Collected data
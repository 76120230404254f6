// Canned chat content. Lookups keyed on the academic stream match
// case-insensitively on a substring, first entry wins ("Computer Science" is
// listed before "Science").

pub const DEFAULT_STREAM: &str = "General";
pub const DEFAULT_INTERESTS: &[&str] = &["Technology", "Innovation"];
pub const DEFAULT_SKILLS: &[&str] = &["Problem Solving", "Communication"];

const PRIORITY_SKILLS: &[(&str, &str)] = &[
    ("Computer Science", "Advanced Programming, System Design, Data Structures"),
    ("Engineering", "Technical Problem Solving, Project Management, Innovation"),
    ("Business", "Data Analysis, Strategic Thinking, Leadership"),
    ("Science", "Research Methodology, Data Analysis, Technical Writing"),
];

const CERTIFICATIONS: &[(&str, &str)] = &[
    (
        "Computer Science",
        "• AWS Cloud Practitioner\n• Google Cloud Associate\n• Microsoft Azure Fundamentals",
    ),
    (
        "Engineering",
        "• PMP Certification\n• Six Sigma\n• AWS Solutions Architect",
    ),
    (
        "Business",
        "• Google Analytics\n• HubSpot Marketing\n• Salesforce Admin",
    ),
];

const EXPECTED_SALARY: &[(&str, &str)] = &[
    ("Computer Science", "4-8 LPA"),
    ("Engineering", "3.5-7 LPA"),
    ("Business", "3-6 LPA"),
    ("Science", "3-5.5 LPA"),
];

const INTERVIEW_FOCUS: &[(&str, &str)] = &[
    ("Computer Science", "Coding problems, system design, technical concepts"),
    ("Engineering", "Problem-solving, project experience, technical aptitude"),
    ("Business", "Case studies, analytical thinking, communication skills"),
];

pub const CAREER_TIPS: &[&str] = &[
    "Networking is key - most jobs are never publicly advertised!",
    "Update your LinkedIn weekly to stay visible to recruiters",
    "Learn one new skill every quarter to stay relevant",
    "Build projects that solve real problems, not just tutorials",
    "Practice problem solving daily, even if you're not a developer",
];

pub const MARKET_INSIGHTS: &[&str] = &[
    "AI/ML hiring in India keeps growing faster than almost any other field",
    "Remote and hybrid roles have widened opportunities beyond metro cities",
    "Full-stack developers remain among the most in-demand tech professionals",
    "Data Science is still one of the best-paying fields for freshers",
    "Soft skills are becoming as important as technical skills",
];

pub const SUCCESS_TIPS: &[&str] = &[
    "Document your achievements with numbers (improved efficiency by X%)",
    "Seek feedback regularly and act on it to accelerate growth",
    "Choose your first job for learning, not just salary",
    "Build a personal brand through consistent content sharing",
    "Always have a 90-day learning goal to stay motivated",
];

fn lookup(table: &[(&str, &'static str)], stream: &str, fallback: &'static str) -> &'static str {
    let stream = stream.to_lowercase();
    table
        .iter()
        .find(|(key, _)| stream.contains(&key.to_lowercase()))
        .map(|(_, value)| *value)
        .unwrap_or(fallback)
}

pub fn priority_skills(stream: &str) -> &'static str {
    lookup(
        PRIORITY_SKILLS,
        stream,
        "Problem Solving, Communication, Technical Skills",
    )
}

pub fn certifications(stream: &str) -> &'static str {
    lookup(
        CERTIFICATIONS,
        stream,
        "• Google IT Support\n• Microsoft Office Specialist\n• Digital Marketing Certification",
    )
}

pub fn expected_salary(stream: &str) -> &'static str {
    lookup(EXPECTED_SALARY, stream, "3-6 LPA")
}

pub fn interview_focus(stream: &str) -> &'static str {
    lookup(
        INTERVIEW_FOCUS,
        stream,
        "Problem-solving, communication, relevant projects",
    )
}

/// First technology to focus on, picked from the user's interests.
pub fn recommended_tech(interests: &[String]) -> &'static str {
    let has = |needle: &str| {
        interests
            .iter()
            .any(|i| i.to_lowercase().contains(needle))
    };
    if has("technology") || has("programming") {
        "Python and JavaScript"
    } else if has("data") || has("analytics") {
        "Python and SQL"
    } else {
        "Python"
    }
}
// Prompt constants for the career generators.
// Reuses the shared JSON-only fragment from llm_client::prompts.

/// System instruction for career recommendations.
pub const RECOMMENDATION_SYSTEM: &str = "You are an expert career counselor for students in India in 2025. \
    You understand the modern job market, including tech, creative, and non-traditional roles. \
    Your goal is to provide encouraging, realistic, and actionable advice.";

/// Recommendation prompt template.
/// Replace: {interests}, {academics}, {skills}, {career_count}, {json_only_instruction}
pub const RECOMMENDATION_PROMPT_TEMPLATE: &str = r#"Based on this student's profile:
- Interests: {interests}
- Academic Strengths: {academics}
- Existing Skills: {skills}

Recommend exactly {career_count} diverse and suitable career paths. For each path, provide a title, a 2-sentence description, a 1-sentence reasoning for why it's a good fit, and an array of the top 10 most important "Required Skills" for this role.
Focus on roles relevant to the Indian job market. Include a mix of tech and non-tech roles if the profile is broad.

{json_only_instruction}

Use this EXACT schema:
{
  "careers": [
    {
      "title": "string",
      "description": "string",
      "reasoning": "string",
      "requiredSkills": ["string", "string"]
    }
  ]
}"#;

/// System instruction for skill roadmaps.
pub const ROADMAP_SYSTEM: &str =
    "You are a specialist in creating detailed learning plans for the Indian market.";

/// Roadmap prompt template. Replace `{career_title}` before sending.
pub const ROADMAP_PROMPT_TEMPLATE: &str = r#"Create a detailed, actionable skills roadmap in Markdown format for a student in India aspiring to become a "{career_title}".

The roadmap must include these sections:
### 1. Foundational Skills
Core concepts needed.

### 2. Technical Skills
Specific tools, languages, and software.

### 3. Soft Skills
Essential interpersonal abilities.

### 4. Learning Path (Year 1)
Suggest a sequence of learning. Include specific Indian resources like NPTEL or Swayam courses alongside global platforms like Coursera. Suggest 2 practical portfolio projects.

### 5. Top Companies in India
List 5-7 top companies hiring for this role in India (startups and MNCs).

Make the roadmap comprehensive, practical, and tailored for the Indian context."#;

- _WORK TO COMPLETE_: For this exercise, all the data must be repeated exactly.

- _SOLUTION TO THE PROBLEM_:
repository 76120230404254f6
// Canned chat content. Lookups keyed on the academic stream match
// case-insensitively on a substring, first entry wins ("Computer Science" is
// listed before "Science").

pub const DEFAULT_STREAM: &str = "General";
pub const DEFAULT_INTERESTS: &[&str] = &["Technology", "Innovation"];
pub const DEFAULT_SKILLS: &[&str] = &["Problem Solving", "Communication"];

const PRIORITY_SKILLS: &[(&str, &str)] = &[
    ("Computer Science", "Advanced Programming, System Design, Data Structures"),
    ("Engineering", "Technical Problem Solving, Project Management, Innovation"),
    ("Business", "Data Analysis, Strategic Thinking, Leadership"),
    ("Science", "Research Methodology, Data Analysis, Technical Writing"),
];

const CERTIFICATIONS: &[(&str, &str)] = &[
    (
        "Computer Science",
        "• AWS Cloud Practitioner\n• Google Cloud Associate\n• Microsoft Azure Fundamentals",
    ),
    (
        "Engineering",
        "• PMP Certification\n• Six Sigma\n• AWS Solutions Architect",
    ),
    (
        "Business",
        "• Google Analytics\n• HubSpot Marketing\n• Salesforce Admin",
    ),
];

const EXPECTED_SALARY: &[(&str, &str)] = &[
    ("Computer Science", "4-8 LPA"),
    ("Engineering", "3.5-7 LPA"),
    ("Business", "3-6 LPA"),
    ("Science", "3-5.5 LPA"),
];

const INTERVIEW_FOCUS: &[(&str, &str)] = &[
    ("Computer Science", "Coding problems, system design, technical concepts"),
    ("Engineering", "Problem-solving, project experience, technical aptitude"),
    ("Business", "Case studies, analytical thinking, communication skills"),
];

pub const CAREER_TIPS: &[&str] = &[
    "Networking is key - most jobs are never publicly advertised!",
    "Update your LinkedIn weekly to stay visible to recruiters",
    "Learn one new skill every quarter to stay relevant",
    "Build projects that solve real problems, not just tutorials",
    "Practice problem solving daily, even if you're not a developer",
];

pub const MARKET_INSIGHTS: &[&str] = &[
    "AI/ML hiring in India keeps growing faster than almost any other field",
    "Remote and hybrid roles have widened opportunities beyond metro cities",
    "Full-stack developers remain among the most in-demand tech professionals",
    "Data Science is still one of the best-paying fields for freshers",
    "Soft skills are becoming as important as technical skills",
];

pub const SUCCESS_TIPS: &[&str] = &[
    "Document your achievements with numbers (improved efficiency by X%)",
    "Seek feedback regularly and act on it to accelerate growth",
    "Choose your first job for learning, not just salary",
    "Build a personal brand through consistent content sharing",
    "Always have a 90-day learning goal to stay motivated",
];

fn lookup(table: &[(&str, &'static str)], stream: &str, fallback: &'static str) -> &'static str {
    let stream = stream.to_lowercase();
    table
        .iter()
        .find(|(key, _)| stream.contains(&key.to_lowercase()))
        .map(|(_, value)| *value)
        .unwrap_or(fallback)
}

pub fn priority_skills(stream: &str) -> &'static str {
    lookup(
        PRIORITY_SKILLS,
        stream,
        "Problem Solving, Communication, Technical Skills",
    )
}

pub fn certifications(stream: &str) -> &'static str {
    lookup(
        CERTIFICATIONS,
        stream,
        "• Google IT Support\n• Microsoft Office Specialist\n• Digital Marketing Certification",
    )
}

pub fn expected_salary(stream: &str) -> &'static str {
    lookup(EXPECTED_SALARY, stream, "3-6 LPA")
}

pub fn interview_focus(stream: &str) -> &'static str {
    lookup(
        INTERVIEW_FOCUS,
        stream,
        "Problem-solving, communication, relevant projects",
    )
}

/// First technology to focus on, picked from the user's interests.
pub fn recommended_tech(interests: &[String]) -> &'static str {
    let has = |needle: &str| {
        interests
            .iter()
            .any(|i| i.to_lowercase().contains(needle))
    };
    if has("technology") || has("programming") {
        "Python and JavaScript"
    } else if has("data") || has("analytics") {
        "Python and SQL"
    } else {
        "Python"
    }
}
// Prompt constants for the career generators.
// Reuses the shared JSON-only fragment from llm_client::prompts.

/// System instruction for career recommendations.
pub const RECOMMENDATION_SYSTEM: &str = "You are an expert career counselor for students in India in 2025. \
    You understand the modern job market, including tech, creative, and non-traditional roles. \
    Your goal is to provide encouraging, realistic, and actionable advice.";

/// Recommendation prompt template.
/// Replace: {interests}, {academics}, {skills}, {career_count}, {json_only_instruction}
pub const RECOMMENDATION_PROMPT_TEMPLATE: &str = r#"Based on this student's profile:
- Interests: {interests}
- Academic Strengths: {academics}
- Existing Skills: {skills}

Recommend exactly {career_count} diverse and suitable career paths. For each path, provide a title, a 2-sentence description, a 1-sentence reasoning for why it's a good fit, and an array of the top 10 most important "Required Skills" for this role.
Focus on roles relevant to the Indian job market. Include a mix of tech and non-tech roles if the profile is broad.

{json_only_instruction}

Use this EXACT schema:
{
  "careers": [
    {
      "title": "string",
      "description": "string",
      "reasoning": "string",
      "requiredSkills": ["string", "string"]
    }
  ]
}"#;

/// System instruction for skill roadmaps.
pub const ROADMAP_SYSTEM: &str =
    "You are a specialist in creating detailed learning plans for the Indian market.";

/// Roadmap prompt template. Replace `{career_title}` before sending.
pub const ROADMAP_PROMPT_TEMPLATE: &str = r#"Create a detailed, actionable skills roadmap in Markdown format for a student in India aspiring to become a "{career_title}".

The roadmap must include these sections:
### 1. Foundational Skills
Core concepts needed.

### 2. Technical Skills
Specific tools, languages, and software.

### 3. Soft Skills
Essential interpersonal abilities.

### 4. Learning Path (Year 1)
Suggest a sequence of learning. Include specific Indian resources like NPTEL or Swayam courses alongside global platforms like Coursera. Suggest 2 practical portfolio projects.

### 5. Top Companies in India
List 5-7 top companies hiring for this role in India (startups and MNCs).

Make the roadmap comprehensive, practical, and tailored for the Indian context."#;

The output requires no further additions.